→ TO DO: Find all lines in the records that include the word "PathBuf", and copy them out.

_ _ _ _ _ _ _

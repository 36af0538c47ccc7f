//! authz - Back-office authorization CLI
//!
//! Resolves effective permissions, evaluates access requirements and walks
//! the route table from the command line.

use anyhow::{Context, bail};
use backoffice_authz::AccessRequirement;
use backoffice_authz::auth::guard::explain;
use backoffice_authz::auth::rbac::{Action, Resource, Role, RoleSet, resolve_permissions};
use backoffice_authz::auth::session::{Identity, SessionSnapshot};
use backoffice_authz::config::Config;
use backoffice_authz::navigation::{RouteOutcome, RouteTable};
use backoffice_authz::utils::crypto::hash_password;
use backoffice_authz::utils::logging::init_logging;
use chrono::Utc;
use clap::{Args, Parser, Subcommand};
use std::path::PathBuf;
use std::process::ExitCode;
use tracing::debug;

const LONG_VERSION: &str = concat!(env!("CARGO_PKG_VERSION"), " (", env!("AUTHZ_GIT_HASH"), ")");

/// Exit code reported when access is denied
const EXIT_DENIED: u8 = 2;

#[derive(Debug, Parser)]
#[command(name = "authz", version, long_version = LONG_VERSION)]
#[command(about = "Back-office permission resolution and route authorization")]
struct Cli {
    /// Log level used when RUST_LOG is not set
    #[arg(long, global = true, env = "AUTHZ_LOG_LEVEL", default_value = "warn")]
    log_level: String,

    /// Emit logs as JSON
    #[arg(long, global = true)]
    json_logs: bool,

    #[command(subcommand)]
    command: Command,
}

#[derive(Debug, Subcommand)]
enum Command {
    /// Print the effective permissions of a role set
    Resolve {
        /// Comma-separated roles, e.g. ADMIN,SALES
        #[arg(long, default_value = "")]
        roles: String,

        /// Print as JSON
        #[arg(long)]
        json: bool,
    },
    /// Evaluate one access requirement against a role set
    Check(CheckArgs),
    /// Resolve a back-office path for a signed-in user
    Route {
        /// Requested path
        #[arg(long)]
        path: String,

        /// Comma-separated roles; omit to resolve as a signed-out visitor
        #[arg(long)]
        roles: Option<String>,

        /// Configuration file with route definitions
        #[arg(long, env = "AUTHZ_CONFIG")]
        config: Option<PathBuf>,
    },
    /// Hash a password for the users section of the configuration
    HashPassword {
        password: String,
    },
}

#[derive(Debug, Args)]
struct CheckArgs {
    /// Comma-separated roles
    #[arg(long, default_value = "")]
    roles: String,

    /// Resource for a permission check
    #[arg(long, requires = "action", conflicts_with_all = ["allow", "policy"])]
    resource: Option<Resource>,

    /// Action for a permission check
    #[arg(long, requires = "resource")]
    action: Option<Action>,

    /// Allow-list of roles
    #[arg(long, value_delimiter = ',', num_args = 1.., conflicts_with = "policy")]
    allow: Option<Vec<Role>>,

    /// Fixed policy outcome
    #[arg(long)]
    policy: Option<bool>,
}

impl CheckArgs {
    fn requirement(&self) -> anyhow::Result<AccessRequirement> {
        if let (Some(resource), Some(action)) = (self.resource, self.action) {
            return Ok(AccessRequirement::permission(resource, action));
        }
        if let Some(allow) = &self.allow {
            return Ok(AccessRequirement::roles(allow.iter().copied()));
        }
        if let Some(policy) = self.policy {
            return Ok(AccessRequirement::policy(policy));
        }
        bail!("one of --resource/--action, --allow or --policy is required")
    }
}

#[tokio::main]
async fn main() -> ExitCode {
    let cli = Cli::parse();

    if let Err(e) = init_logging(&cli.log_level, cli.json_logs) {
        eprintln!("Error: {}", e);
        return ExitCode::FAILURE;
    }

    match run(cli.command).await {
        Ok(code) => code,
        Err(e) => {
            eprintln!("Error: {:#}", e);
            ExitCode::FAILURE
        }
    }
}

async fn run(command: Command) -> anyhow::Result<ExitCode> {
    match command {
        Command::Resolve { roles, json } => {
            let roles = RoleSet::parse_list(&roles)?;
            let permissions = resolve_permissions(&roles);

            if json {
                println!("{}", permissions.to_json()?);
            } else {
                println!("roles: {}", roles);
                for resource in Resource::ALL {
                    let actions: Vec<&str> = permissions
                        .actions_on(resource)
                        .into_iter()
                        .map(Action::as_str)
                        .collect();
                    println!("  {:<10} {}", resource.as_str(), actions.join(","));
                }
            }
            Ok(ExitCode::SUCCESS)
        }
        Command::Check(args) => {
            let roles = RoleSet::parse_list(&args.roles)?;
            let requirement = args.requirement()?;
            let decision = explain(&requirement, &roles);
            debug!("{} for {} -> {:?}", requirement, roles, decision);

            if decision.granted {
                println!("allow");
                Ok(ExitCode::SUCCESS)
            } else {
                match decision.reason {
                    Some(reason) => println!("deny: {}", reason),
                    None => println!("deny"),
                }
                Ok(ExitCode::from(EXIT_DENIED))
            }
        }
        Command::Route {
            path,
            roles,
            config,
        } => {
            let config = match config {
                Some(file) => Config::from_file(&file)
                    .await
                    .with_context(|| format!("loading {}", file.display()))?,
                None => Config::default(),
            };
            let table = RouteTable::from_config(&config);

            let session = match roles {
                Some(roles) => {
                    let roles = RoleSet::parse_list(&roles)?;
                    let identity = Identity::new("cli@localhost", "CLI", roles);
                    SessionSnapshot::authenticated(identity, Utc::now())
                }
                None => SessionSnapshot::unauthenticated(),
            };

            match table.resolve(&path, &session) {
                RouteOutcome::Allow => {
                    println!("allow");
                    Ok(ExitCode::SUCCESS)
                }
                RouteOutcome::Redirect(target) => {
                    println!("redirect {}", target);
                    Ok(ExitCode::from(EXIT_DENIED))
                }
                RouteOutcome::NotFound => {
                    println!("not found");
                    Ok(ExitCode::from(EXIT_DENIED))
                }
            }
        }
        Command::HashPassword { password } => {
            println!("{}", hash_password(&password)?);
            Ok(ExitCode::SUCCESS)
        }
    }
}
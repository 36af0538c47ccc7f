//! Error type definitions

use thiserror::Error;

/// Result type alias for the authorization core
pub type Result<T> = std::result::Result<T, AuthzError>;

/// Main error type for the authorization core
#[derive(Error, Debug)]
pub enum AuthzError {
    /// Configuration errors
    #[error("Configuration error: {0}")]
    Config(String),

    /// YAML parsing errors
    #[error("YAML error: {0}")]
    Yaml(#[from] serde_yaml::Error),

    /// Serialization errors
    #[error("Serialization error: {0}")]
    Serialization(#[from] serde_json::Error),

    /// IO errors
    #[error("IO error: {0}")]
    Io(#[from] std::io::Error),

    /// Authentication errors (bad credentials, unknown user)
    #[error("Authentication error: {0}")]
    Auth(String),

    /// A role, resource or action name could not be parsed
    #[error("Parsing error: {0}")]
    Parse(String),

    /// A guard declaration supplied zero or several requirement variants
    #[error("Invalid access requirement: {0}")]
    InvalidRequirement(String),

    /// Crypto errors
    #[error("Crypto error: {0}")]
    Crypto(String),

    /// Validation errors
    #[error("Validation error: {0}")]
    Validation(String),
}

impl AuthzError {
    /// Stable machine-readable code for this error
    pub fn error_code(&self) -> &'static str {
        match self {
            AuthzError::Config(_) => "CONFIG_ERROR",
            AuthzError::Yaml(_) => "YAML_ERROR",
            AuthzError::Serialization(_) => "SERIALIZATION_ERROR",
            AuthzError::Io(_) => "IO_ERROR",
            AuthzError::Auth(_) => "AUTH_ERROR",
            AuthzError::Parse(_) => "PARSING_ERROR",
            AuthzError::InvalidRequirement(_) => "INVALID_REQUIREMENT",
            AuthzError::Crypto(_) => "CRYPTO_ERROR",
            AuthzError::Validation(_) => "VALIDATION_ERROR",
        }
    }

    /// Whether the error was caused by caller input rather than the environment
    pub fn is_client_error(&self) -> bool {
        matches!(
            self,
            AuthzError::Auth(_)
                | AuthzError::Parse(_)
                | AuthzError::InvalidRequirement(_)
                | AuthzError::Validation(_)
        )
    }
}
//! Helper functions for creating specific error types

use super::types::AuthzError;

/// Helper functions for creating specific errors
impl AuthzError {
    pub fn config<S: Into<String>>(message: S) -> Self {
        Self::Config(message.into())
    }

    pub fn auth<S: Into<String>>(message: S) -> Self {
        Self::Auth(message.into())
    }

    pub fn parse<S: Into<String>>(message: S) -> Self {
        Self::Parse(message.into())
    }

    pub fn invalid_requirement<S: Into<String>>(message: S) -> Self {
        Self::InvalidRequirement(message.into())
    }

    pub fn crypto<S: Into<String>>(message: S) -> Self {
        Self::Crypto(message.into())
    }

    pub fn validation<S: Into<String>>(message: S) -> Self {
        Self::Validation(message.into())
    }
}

_ _ _ _ _ _ _

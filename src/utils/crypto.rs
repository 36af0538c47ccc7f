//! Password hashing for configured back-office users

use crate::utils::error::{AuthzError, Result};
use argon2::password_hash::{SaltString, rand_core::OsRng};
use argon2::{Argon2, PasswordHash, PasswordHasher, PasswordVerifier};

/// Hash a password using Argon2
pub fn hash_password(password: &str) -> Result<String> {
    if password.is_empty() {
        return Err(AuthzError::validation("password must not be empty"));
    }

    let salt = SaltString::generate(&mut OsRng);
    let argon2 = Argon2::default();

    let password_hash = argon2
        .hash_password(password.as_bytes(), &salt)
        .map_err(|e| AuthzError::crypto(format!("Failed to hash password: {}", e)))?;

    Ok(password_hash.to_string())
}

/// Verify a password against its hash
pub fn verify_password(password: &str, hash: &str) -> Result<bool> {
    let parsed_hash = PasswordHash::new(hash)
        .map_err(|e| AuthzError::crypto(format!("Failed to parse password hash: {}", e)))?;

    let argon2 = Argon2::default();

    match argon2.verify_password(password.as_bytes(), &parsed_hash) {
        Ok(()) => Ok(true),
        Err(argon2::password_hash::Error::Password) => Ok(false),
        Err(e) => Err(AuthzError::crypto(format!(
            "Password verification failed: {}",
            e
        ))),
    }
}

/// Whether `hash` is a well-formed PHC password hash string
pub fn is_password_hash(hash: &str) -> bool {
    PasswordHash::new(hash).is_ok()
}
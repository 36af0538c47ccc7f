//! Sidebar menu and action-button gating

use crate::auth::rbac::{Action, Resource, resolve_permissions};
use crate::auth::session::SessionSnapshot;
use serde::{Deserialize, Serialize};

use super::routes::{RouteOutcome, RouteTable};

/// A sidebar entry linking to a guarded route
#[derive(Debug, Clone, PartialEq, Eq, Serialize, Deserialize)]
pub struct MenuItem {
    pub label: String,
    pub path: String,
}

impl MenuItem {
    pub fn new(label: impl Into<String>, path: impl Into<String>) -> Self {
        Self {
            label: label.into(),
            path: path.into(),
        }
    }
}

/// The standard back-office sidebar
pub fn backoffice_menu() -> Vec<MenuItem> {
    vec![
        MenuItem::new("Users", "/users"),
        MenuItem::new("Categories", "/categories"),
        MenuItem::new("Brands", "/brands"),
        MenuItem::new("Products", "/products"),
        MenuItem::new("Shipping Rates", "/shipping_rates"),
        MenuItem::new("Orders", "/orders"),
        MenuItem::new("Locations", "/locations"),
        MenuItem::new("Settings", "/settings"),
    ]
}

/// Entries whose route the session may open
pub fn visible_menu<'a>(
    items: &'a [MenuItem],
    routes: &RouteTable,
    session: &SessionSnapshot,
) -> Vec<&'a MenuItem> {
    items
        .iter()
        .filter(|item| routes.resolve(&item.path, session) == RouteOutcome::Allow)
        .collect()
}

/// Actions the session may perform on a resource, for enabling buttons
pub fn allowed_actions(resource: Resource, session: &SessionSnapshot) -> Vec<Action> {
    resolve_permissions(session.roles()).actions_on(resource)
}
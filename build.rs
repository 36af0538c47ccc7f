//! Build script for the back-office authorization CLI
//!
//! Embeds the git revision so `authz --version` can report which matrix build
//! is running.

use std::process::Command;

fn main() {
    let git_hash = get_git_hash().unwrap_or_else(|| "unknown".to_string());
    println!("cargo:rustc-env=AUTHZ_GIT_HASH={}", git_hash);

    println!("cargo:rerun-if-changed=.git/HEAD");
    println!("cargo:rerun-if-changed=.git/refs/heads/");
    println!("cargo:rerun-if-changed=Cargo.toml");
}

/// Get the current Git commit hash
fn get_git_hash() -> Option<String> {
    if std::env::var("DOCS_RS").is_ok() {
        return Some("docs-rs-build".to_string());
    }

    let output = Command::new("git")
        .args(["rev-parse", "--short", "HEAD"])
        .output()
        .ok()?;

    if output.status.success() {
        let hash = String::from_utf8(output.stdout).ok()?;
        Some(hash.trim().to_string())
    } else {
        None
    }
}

_ _ _ _ _ _ _

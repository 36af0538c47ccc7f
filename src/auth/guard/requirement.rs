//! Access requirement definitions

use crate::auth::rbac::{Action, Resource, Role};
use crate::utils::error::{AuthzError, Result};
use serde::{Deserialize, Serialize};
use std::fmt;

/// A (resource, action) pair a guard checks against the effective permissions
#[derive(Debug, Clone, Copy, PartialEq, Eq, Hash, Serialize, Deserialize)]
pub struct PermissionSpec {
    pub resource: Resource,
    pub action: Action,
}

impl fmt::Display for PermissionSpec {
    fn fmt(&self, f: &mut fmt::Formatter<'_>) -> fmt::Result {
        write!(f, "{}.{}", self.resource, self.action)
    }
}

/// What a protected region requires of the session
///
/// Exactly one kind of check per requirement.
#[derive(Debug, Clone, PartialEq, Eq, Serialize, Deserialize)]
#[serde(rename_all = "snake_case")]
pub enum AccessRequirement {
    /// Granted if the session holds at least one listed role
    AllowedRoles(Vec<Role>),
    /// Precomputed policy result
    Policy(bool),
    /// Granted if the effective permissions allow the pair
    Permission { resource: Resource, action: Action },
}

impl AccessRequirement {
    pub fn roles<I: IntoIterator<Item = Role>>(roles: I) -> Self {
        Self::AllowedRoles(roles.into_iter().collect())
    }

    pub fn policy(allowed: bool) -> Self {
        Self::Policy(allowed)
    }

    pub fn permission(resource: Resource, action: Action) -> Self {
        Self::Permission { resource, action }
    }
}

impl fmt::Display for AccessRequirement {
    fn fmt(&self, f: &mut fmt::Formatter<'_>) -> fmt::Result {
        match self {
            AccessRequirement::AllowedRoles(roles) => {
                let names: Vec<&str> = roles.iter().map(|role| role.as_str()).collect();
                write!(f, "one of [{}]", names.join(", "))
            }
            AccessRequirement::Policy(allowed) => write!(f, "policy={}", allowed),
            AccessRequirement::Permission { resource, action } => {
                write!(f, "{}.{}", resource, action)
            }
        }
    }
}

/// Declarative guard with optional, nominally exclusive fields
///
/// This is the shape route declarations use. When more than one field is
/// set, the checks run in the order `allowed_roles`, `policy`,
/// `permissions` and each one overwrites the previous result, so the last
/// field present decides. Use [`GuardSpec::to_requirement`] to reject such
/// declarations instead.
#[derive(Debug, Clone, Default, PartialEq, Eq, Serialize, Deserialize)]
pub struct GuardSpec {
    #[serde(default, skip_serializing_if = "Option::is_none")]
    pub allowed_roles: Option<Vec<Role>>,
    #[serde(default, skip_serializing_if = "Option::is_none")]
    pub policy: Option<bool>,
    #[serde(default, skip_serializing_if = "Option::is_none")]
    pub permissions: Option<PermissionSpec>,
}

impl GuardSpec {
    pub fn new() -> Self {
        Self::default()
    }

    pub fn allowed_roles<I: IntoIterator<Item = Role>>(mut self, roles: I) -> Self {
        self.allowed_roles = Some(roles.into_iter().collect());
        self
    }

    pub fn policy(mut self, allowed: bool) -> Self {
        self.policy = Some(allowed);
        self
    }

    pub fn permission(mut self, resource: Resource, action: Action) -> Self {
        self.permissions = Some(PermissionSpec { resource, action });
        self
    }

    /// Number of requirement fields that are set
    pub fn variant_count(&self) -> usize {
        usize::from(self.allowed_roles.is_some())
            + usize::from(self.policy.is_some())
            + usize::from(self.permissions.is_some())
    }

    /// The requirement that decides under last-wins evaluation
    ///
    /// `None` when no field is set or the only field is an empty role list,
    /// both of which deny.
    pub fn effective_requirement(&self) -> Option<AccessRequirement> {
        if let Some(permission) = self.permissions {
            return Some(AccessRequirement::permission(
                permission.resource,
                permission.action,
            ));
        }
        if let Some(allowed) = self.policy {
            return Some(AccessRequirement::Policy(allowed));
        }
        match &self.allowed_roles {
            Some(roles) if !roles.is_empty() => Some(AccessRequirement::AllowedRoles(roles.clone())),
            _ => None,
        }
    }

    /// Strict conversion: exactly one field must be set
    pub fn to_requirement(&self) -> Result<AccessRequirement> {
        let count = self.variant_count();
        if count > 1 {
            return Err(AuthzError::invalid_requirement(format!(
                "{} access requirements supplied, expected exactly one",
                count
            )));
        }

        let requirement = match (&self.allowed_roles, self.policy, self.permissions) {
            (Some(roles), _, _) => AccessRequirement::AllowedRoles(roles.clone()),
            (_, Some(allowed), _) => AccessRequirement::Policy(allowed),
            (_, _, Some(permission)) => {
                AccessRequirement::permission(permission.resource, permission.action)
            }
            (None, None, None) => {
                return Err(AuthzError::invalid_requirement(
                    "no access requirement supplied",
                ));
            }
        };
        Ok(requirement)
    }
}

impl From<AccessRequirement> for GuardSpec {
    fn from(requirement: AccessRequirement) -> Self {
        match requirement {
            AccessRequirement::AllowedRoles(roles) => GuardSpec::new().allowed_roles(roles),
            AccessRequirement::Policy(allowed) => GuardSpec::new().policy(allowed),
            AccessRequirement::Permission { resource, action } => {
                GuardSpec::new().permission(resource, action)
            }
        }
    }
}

_ _ _ _ _ _ _

→ RESPONSE TO THE EXERCISE:
use std::path::PathBuf;
        config: Option<PathBuf>,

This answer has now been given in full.